(Dataset entries)

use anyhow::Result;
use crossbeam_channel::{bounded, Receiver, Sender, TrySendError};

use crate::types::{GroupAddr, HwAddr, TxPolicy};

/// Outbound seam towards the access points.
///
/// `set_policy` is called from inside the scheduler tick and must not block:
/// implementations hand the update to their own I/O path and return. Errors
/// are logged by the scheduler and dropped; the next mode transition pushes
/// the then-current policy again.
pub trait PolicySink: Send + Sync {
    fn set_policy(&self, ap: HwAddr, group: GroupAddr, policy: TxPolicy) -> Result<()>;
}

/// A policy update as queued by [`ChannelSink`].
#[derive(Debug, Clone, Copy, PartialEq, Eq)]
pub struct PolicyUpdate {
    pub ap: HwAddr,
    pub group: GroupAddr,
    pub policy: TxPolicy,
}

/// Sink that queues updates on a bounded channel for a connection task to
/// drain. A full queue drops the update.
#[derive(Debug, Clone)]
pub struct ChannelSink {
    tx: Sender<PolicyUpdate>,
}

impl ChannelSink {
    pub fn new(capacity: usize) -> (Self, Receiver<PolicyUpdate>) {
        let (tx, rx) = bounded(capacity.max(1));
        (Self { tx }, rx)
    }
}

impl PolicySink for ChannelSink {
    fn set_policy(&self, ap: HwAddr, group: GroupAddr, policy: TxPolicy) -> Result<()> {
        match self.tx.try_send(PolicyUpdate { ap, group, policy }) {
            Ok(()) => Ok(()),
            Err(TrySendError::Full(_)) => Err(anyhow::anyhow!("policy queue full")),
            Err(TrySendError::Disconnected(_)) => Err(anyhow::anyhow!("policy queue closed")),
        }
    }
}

--

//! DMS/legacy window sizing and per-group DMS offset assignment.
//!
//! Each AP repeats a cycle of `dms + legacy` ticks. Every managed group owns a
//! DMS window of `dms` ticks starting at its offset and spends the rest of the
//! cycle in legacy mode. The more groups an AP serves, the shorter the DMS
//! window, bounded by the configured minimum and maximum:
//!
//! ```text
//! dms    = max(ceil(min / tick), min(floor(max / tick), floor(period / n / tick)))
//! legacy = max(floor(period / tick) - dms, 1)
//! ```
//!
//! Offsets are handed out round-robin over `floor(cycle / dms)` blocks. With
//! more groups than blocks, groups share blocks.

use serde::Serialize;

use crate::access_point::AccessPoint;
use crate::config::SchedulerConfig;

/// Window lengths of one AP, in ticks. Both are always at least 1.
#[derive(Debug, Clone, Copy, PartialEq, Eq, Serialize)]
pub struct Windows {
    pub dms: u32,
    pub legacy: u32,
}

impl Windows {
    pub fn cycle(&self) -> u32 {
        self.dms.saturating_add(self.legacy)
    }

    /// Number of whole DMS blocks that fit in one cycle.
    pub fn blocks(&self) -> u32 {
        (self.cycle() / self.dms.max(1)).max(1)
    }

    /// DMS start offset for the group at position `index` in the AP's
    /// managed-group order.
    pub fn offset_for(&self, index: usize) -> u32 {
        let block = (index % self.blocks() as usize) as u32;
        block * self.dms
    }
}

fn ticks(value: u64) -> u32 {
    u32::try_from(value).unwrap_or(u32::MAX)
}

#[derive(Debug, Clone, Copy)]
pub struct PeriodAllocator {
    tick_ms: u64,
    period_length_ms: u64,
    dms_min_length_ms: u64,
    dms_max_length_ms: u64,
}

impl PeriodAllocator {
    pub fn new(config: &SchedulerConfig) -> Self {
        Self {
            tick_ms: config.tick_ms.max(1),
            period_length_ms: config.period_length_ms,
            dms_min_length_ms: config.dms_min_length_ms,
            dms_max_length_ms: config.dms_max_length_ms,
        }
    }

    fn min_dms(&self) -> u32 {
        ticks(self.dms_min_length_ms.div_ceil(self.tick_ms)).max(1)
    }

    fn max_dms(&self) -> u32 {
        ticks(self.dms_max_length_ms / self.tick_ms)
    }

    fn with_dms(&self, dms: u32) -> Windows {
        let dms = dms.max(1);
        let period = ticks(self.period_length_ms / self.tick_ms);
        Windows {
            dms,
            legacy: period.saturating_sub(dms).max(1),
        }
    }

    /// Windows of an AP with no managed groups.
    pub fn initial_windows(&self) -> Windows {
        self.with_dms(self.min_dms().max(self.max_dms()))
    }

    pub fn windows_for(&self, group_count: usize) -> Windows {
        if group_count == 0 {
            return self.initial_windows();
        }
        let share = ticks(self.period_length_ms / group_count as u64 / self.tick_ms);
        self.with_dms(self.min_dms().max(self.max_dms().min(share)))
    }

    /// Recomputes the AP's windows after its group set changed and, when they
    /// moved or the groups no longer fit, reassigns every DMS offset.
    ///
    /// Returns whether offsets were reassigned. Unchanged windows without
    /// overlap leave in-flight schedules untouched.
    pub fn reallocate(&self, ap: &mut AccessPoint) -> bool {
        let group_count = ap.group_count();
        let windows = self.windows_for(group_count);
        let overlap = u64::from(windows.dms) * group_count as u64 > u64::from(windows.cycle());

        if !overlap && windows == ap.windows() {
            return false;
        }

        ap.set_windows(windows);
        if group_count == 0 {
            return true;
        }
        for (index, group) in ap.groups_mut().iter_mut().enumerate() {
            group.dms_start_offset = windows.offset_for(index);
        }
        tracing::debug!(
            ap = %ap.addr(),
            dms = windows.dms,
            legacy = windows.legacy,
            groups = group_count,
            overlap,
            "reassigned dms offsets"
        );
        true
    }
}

*YOUR ASSIGNMENT*.
Output only an exact transcription of the lines above from the one with "use anyhow::Result;" up to and including the one with "mode transition pushes".

*REPLY*.
use anyhow::Result;
use crossbeam_channel::{bounded, Receiver, Sender, TrySendError};

use crate::types::{GroupAddr, HwAddr, TxPolicy};

/// Outbound seam towards the access points.
///
/// `set_policy` is called from inside the scheduler tick and must not block:
/// implementations hand the update to their own I/O path and return. Errors
/// are logged by the scheduler and dropped; the next mode transition pushes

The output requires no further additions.